The difference between AWS Savings Plans and Reserved Instances
In AWS, there are two main mechanisms for getting savings in exchange for a period of commitment. The traditional way, purchasing Reserved Instances, has been around for over a decade. The more recent and more flexible way is AWS Savings Plans. In this blog post, we’ll compare the benefits of the two - and give you our recommendation on which one to choose.
What are AWS On-Demand Instances?
The typical way a start-up pays for AWS resources like EC2 or RDS is with On-Demand instances. These instances are billed by the hour, with the hourly pricing changing according to region, instance family, and the performance of the instance you select. As a rule of thumb, both the price and the performance of an instance are doubled when you upgrade to a one step larger instance type.
With AWS On-Demand pricing, you do not commit to anything - the billing stops when you stop the instance. For the majority of EC2 instance types, the minimum billing amount is 60 seconds of usage (10 minutes for RDS instances).
What are AWS Reserved Instances?
AWS Reserved Instances give you a discount in exchange for committing to either a 1 or 3 year period. Reserved Instances provide a discount of up to 72% compared to On-Demand instances, and a capacity reservation when you purchase them for a specific Availability Zone.
Reserved Instances can be paid for with no upfront fee, partially upfront or all upfront - with the last option naturally providing the highest savings.
Reserved Instances are either ‘standard’ or ‘convertible’, with the latter option providing less savings, but allowing you to change the instance family and other attributes within the period of commitment if your requirements change.
Reserved Instances are available for EC2 virtual machines, RDS database instances, and for example Amazon ElastiCache - but they can’t be transferred between the different services.
What are AWS Savings Plans?
In AWS Savings Plans, you commit to a particular level of spend instead of a specific instance type. There are currently three Savings Plans available:
Compute Savings Plan providing a discount for Amazon EC2, AWS Fargate and AWS Lambda
EC2 Instance Savings Plan providing a discount for Amazon EC2
SageMaker Savings Plan providing a discount for Amazon SageMaker Machine Learning instances
In all Savings Plans, you make an hourly spend commitment for either a 1 or 3 year period. You can spend this commitment across all services that are in scope of the Savings Plan you have selected - regardless of instance types, sizes, or regions.
Like Reserved Instances, a Savings Plan can be paid for all upfront, partially upfront, or with no upfront payment. Paying all upfront gives you the largest savings possible, but even with no upfront payment, the savings are still significant - often over 20% lower than On-Demand Instances..
So, should I choose AWS Reserved Instances or a Savings Plan?

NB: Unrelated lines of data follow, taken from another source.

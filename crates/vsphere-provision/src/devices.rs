//! Device-change builders. Each takes the template's device list by
//! reference and returns the operations to append to the clone spec; none of
//! them modify the list they are given.

use vsphere_api::{
    CdromBacking, DatastorePath, DeviceChange, DeviceClass, DeviceError, DeviceKind, DeviceList,
    DeviceOperation, VirtualDevice,
};

use crate::{Error, Result};

const KB_PER_GB: i64 = 1024 * 1024;

/// One `Remove` per device of the given class.
pub fn remove_devices_of_class(devices: &DeviceList, class: DeviceClass) -> Vec<DeviceChange> {
    devices
        .select_by_class(class)
        .cloned()
        .map(DeviceChange::remove)
        .collect()
}

/// Ubuntu cloud images try to write to an attached floppy drive on boot and
/// fail when it holds no disk, so clones never keep one.
pub fn remove_floppy_devices(devices: &DeviceList) -> Vec<DeviceChange> {
    remove_devices_of_class(devices, DeviceClass::Floppy)
}

/// Replace every cdrom drive and IDE controller with a fresh controller and a
/// single drive backed by `iso`.
///
/// The template's controllers are never reused so the new drive always sits
/// on a controller with a known key.
pub fn cdrom_specs(
    devices: &DeviceList,
    iso: &DatastorePath,
) -> std::result::Result<Vec<DeviceChange>, DeviceError> {
    let mut specs = remove_devices_of_class(devices, DeviceClass::Cdrom);
    specs.extend(remove_devices_of_class(devices, DeviceClass::IdeController));

    // Keys are allocated against a scratch copy so the drive doesn't get the
    // controller's key.
    let mut pending = devices.clone();

    let controller = VirtualDevice {
        key: pending.new_key()?,
        controller_key: None,
        unit_number: None,
        kind: DeviceKind::IdeController { bus_number: 0 },
    };
    pending.push(controller.clone());

    let mut cdrom = pending.create_cdrom(&controller)?;
    cdrom.kind = DeviceKind::Cdrom {
        backing: Some(CdromBacking::Iso {
            file_name: iso.clone(),
        }),
    };

    specs.push(DeviceChange::add(controller));
    specs.push(DeviceChange::add(cdrom));
    Ok(specs)
}

/// `devices` plus every device that `changes` adds.
///
/// A builder running after another one allocates keys against this list, so
/// the devices it adds never reuse a key already handed out.
pub fn with_added(devices: &DeviceList, changes: &[DeviceChange]) -> DeviceList {
    let mut pending = devices.clone();
    for change in changes {
        if change.operation == DeviceOperation::Add {
            pending.push(change.device.clone());
        }
    }
    pending
}

/// Grow the template's only disk to `size_gb`.
pub fn disk_resize_spec(devices: &DeviceList, size_gb: i64) -> Result<DeviceChange> {
    let capacity_in_kb = size_gb
        .checked_mul(KB_PER_GB)
        .filter(|_| size_gb > 0)
        .ok_or(Error::InvalidDiskSize { size_gb })?;

    let disks: Vec<&VirtualDevice> = devices.select_by_class(DeviceClass::Disk).collect();
    let [disk] = disks.as_slice() else {
        return Err(Error::InvalidDiskCount { found: disks.len() });
    };

    let mut disk = (*disk).clone();
    disk.kind = DeviceKind::Disk { capacity_in_kb };
    Ok(DeviceChange::edit(disk))
}
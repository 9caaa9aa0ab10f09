//! Userdata injection through the vApp properties of Container Linux
//! templates.

use base64::Engine;
use base64::engine::general_purpose::STANDARD;
use vsphere_api::{ArrayUpdateOperation, VAppConfig, VAppPropertyChange, VirtualMachine};

use crate::session::Inventory;
use crate::{Error, Result};

pub const COREOS_USERDATA_KEY: &str = "guestinfo.coreos.config.data";
pub const COREOS_USERDATA_ENCODING_KEY: &str = "guestinfo.coreos.config.data.encoding";

const USERDATA_ENCODING: &str = "base64";

/// Read the template's vApp properties and build the edits that set the
/// userdata slots.
pub async fn coreos_properties(
    inventory: &dyn Inventory,
    template: &VirtualMachine,
    userdata: &str,
) -> Result<Vec<VAppPropertyChange>> {
    let vapp = inventory
        .vapp_config(template)
        .await
        .map_err(|source| Error::PropertyRead {
            vm: template.name.clone(),
            source,
        })?;

    coreos_property_changes(&template.name, vapp.as_ref(), userdata)
}

/// Build `Edit` operations for the two userdata properties.
///
/// The properties must already exist in the template; their keys are reused
/// rather than allocated. Only the first property with each id is edited.
pub fn coreos_property_changes(
    template: &str,
    vapp: Option<&VAppConfig>,
    userdata: &str,
) -> Result<Vec<VAppPropertyChange>> {
    let vapp = vapp.ok_or_else(|| Error::MissingGuestSchema {
        template: template.to_string(),
    })?;

    let encoded = STANDARD.encode(userdata);
    let wanted: [(&'static str, &str); 2] = [
        (COREOS_USERDATA_KEY, encoded.as_str()),
        (COREOS_USERDATA_ENCODING_KEY, USERDATA_ENCODING),
    ];

    let mut specs = Vec::with_capacity(wanted.len());
    let mut missing = Vec::new();
    for (id, value) in wanted {
        match vapp.property.iter().find(|p| p.id == id) {
            Some(property) => {
                let mut info = property.clone();
                info.value = value.to_string();
                specs.push(VAppPropertyChange {
                    operation: ArrayUpdateOperation::Edit,
                    info,
                });
            }
            None => missing.push(id),
        }
    }

    if !missing.is_empty() {
        return Err(Error::IncompleteTemplate {
            template: template.to_string(),
            missing,
        });
    }

    Ok(specs)
}
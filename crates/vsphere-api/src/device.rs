use serde::{Deserialize, Serialize};

use crate::types::{DeviceClass, DeviceKind, EthernetAdapter, NetworkBacking, VirtualDevice};

/// Keys for devices that don't exist yet are negative and start below this.
const NEW_KEY_BASE: i32 = -200;

/// An IDE controller exposes a master and a slave unit.
const IDE_UNITS_PER_CONTROLLER: i32 = 2;

#[derive(Debug, Clone, PartialEq, Eq, thiserror::Error)]
pub enum DeviceError {
    #[error("no free device key left in device list")]
    KeySpaceExhausted,

    #[error("device {key} ({class:?}) cannot act as a cdrom controller")]
    UnsupportedController { key: i32, class: DeviceClass },

    #[error("controller {key} has no free unit number")]
    ControllerFull { key: i32 },
}

/// The hardware inventory of a virtual machine.
#[derive(Debug, Clone, Default, PartialEq, Serialize, Deserialize)]
#[serde(transparent)]
pub struct DeviceList(Vec<VirtualDevice>);

impl DeviceList {
    pub fn new(devices: Vec<VirtualDevice>) -> Self {
        Self(devices)
    }

    pub fn iter(&self) -> impl Iterator<Item = &VirtualDevice> {
        self.0.iter()
    }

    pub fn len(&self) -> usize {
        self.0.len()
    }

    pub fn is_empty(&self) -> bool {
        self.0.is_empty()
    }

    pub fn push(&mut self, device: VirtualDevice) {
        self.0.push(device);
    }

    pub fn select_by_class(&self, class: DeviceClass) -> impl Iterator<Item = &VirtualDevice> {
        self.0.iter().filter(move |d| d.class() == class)
    }

    /// Allocate a key for a device that will be added by a config spec.
    ///
    /// Returns one less than the lowest key in the list, or `-201` when no
    /// existing key is below `-200`.
    pub fn new_key(&self) -> Result<i32, DeviceError> {
        let lowest = self
            .0
            .iter()
            .map(|d| d.key)
            .fold(NEW_KEY_BASE, i32::min);
        lowest.checked_sub(1).ok_or(DeviceError::KeySpaceExhausted)
    }

    /// Build a cdrom drive attached to `controller` at its lowest free unit.
    ///
    /// The drive has no backing; callers set one before adding it.
    pub fn create_cdrom(&self, controller: &VirtualDevice) -> Result<VirtualDevice, DeviceError> {
        if controller.class() != DeviceClass::IdeController {
            return Err(DeviceError::UnsupportedController {
                key: controller.key,
                class: controller.class(),
            });
        }

        let unit_number = self.free_unit_number(controller.key, IDE_UNITS_PER_CONTROLLER)?;
        Ok(VirtualDevice {
            key: self.new_key()?,
            controller_key: Some(controller.key),
            unit_number: Some(unit_number),
            kind: DeviceKind::Cdrom { backing: None },
        })
    }

    pub fn create_ethernet_card(
        &self,
        adapter: EthernetAdapter,
        backing: NetworkBacking,
    ) -> Result<VirtualDevice, DeviceError> {
        Ok(VirtualDevice {
            key: self.new_key()?,
            controller_key: None,
            unit_number: None,
            kind: DeviceKind::EthernetCard {
                adapter,
                backing,
                address_type: "generated".into(),
            },
        })
    }

    fn free_unit_number(&self, controller_key: i32, units: i32) -> Result<i32, DeviceError> {
        let used: Vec<i32> = self
            .0
            .iter()
            .filter(|d| d.controller_key == Some(controller_key))
            .filter_map(|d| d.unit_number)
            .collect();

        (0..units)
            .find(|unit| !used.contains(unit))
            .ok_or(DeviceError::ControllerFull {
                key: controller_key,
            })
    }
}

impl From<Vec<VirtualDevice>> for DeviceList {
    fn from(devices: Vec<VirtualDevice>) -> Self {
        Self(devices)
    }
}

impl<'a> IntoIterator for &'a DeviceList {
    type Item = &'a VirtualDevice;
    type IntoIter = std::slice::Iter<'a, VirtualDevice>;

    fn into_iter(self) -> Self::IntoIter {
        self.0.iter()
    }
}
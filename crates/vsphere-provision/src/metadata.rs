use vsphere_api::{CustomFieldValue, CustomFields, VirtualMachine};

use crate::session::Inventory;
use crate::{Error, Result};

/// Value of the custom field `field_name` on `vm`, or `""` if unset.
pub async fn value_for_field(
    inventory: &dyn Inventory,
    vm: &VirtualMachine,
    field_name: &str,
) -> Result<String> {
    let fields = inventory
        .custom_fields(vm)
        .await
        .map_err(|source| Error::PropertyRead {
            vm: vm.name.clone(),
            source,
        })?;

    Ok(custom_field_value(&fields, field_name).to_string())
}

/// Resolve a custom field by name. Undefined, unset and non-string fields all
/// read as the empty string.
pub fn custom_field_value<'a>(fields: &'a CustomFields, field_name: &str) -> &'a str {
    let Some(def) = fields
        .available_field
        .iter()
        .find(|def| def.name == field_name)
    else {
        return "";
    };

    match fields.value.iter().find(|v| v.key() == def.key) {
        Some(CustomFieldValue::String { value, .. }) => value,
        _ => "",
    }
}
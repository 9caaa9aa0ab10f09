use std::path::Path;
use std::sync::Arc;

use tracing::{info, warn};
use vsphere_api::DatastorePath;

use crate::session::Datastore;
use crate::{Error, Result};

/// Datastore location of a machine's userdata ISO, relative to the root.
///
/// Deletion on teardown relies on this staying stable.
pub fn datastore_iso_filename(name: &str) -> String {
    format!("{name}/cloud-init.iso")
}

/// Moves userdata ISOs to and from the datastore.
#[derive(Clone)]
pub struct UserdataTransport {
    datastore: Arc<dyn Datastore>,
}

impl UserdataTransport {
    pub fn new(datastore: Arc<dyn Datastore>) -> Self {
        Self { datastore }
    }

    /// Upload `image` for machine `name` and return the path to use as the
    /// cdrom backing.
    pub async fn upload(&self, image: &Path, name: &str) -> Result<DatastorePath> {
        let remote = datastore_iso_filename(name);
        info!(vm = name, path = %remote, "uploading userdata iso to datastore");

        self.datastore
            .upload_file(image, &remote)
            .await
            .map_err(|source| Error::UploadFailure {
                path: remote.clone(),
                source,
            })?;

        let path = self.datastore.path(&remote);
        info!(vm = name, path = %path, "uploaded userdata iso");
        Ok(path)
    }

    /// Delete the ISO of machine `name`. An ISO that is already gone counts
    /// as deleted.
    pub async fn remove(&self, name: &str) -> Result<()> {
        let remote = datastore_iso_filename(name);
        match self.datastore.delete_file(&remote).await {
            Ok(()) => {
                info!(vm = name, path = %remote, "deleted userdata iso");
                Ok(())
            }
            Err(e) if e.is_not_found() => {
                warn!(vm = name, path = %remote, "userdata iso already deleted");
                Ok(())
            }
            Err(source) => Err(Error::DeleteFailure {
                vm: name.to_string(),
                source,
            }),
        }
    }
}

At Releaseworks, our default recommendation tends to be an AWS Savings Plan. This is because Savings Plans are more flexible and more predictable to plan for in different financial scenarios than Reserved Instances - a feat that is a real benefit for start-ups where you are constantly modelling different cash flow scenarios. In the world of start-ups, there may also be a need to pivot technologically at short notice - which is easier when you’re not committed to a certain type of virtual machine in a certain region.
Additionally, an AWS Compute Savings Plan enables you to share the committed spend across EC2, AWS Lambda, and AWS Fargate - which is a great benefit when you are in the middle of refactoring a legacy application into a containerised or serverless paradigm.
If you are stuck with virtual machines, the AWS EC2 Savings Plan provides the same level of best-scenario discount (up to 72%) as EC2 Reserved Instances.